**What you have to do:** Go through the data below and return each line containing the word "FROM".

[Records contained in a dataset]
pub fn merge_print_setups(ctx: &mut MergeContext) -> anyhow::Result<()> {
    let MergeContext {
        target,
        sources,
        maps,
        ..
    } = ctx;
    let names: Vec<String> = sources.iter().map(|(n, _)| n.clone()).collect();
    let mut map = new_ids_map(names.iter().map(String::as_str));

    let mut existing: HashMap<String, i64> = HashMap::new();
    let mut stmt = target.prepare("SELECT id, name FROM print_setups")?;
    let rows = stmt.query_map([], |row| Ok((row.get::<_, String>(1)?, row.get(0)?)))?;
    for row in rows {
        let (name, id) = row?;
        existing.insert(name, id);
    }
    drop(stmt);

    for (name, source) in sources.iter() {
        let mut stmt = source.prepare("SELECT id, name, background_file_id FROM print_setups")?;
        let setups = stmt
            .query_map([], |row| {
                Ok((
                    row.get::<_, i64>(0)?,
                    row.get::<_, String>(1)?,
                    row.get::<_, Option<i64>>(2)?,
                ))
            })?
            .collect::<Result<Vec<_>, _>>()?;
        for (foreign_id, setup_name, background) in setups {
            let local_id = match existing.get(&setup_name) {
                Some(id) => *id,
                None => {
                    let background =
                        idmap::resolve_opt(&maps.files, "file", name, background)?;
                    target.execute(
                        "INSERT INTO print_setups(name, background_file_id) VALUES(?, ?)",
                        (&setup_name, background),
                    )?;
                    let local_id = target.last_insert_rowid();
                    existing.insert(setup_name, local_id);
                    local_id
                }
            };
            idmap::record(&mut map, name, foreign_id, local_id);
        }
    }

    maps.print_setups = map;
    Ok(())
}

**The answer:**
    let mut stmt = target.prepare("SELECT id, name FROM print_setups")?;
        let mut stmt = source.prepare("SELECT id, name, background_file_id FROM print_setups")?;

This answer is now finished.